Exercise brief → Looking through the listing, how many of its lines hold the word "impl"? Answer with only the number.

Information supplied →
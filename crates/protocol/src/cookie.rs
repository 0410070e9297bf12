//! Cookie types for session/authentication management.
//!
//! A [`Cookie`] carries the attributes an engine needs to set or report a
//! browser cookie. Callers that only care about name/value pairs work with
//! [`CookieSet`] instead and let the synchronizer fill in the attributes.

use std::collections::HashMap;

use serde::{Deserialize, Serialize};

/// Mapping from cookie name to value, scoped to the session's current origin.
///
/// Insertion order is irrelevant; two sets with the same entries are equal.
pub type CookieSet = HashMap<String, String>;

/// A browser cookie with its attributes.
#[derive(Debug, Clone, PartialEq, Serialize, Deserialize)]
#[serde(rename_all = "camelCase")]
pub struct Cookie {
	/// Cookie name
	pub name: String,

	/// Cookie value
	pub value: String,

	/// Domain for the cookie (e.g., ".example.com")
	#[serde(skip_serializing_if = "Option::is_none")]
	pub domain: Option<String>,

	/// Path for the cookie (default: "/")
	#[serde(skip_serializing_if = "Option::is_none")]
	pub path: Option<String>,

	/// Unix timestamp in seconds. -1 means session cookie.
	#[serde(skip_serializing_if = "Option::is_none")]
	pub expires: Option<f64>,

	/// Whether the cookie is HTTP-only
	#[serde(skip_serializing_if = "Option::is_none")]
	pub http_only: Option<bool>,

	/// Whether the cookie requires HTTPS
	#[serde(skip_serializing_if = "Option::is_none")]
	pub secure: Option<bool>,
}

impl Cookie {
	/// Creates a new cookie with required fields.
	pub fn new(name: impl Into<String>, value: impl Into<String>) -> Self {
		Self {
			name: name.into(),
			value: value.into(),
			domain: None,
			path: None,
			expires: None,
			http_only: None,
			secure: None,
		}
	}

	/// Sets the domain for the cookie.
	pub fn domain(mut self, domain: impl Into<String>) -> Self {
		self.domain = Some(domain.into());
		self
	}

	/// Sets the path for the cookie.
	pub fn path(mut self, path: impl Into<String>) -> Self {
		self.path = Some(path.into());
		self
	}

	/// Sets the expiration timestamp (Unix seconds). Use -1 for session cookie.
	pub fn expires(mut self, expires: f64) -> Self {
		self.expires = Some(expires);
		self
	}

	/// Sets whether the cookie is HTTP-only.
	pub fn http_only(mut self, http_only: bool) -> Self {
		self.http_only = Some(http_only);
		self
	}

	/// Sets whether the cookie requires HTTPS.
	pub fn secure(mut self, secure: bool) -> Self {
		self.secure = Some(secure);
		self
	}
}

#[cfg(test)]
mod tests {
	use super::*;

	#[test]
	fn test_cookie_new() {
		let cookie = Cookie::new("session", "abc123");
		assert_eq!(cookie.name, "session");
		assert_eq!(cookie.value, "abc123");
		assert!(cookie.domain.is_none());
	}

	#[test]
	fn test_cookie_builder() {
		let cookie = Cookie::new("auth", "token123")
			.domain(".example.com")
			.path("/api")
			.expires(1234567890.0)
			.http_only(true)
			.secure(true);

		assert_eq!(cookie.domain, Some(".example.com".to_string()));
		assert_eq!(cookie.path, Some("/api".to_string()));
		assert_eq!(cookie.expires, Some(1234567890.0));
		assert_eq!(cookie.http_only, Some(true));
		assert_eq!(cookie.secure, Some(true));
	}

	#[test]
	fn test_cookie_serialization() {
		let cookie = Cookie::new("test", "value").domain(".example.com").http_only(true);

		let json = serde_json::to_string(&cookie).unwrap();
		assert!(json.contains("\"name\":\"test\""));
		assert!(json.contains("\"httpOnly\":true"));
		assert!(!json.contains("\"secure\""));
	}
}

Result of this exercise → 4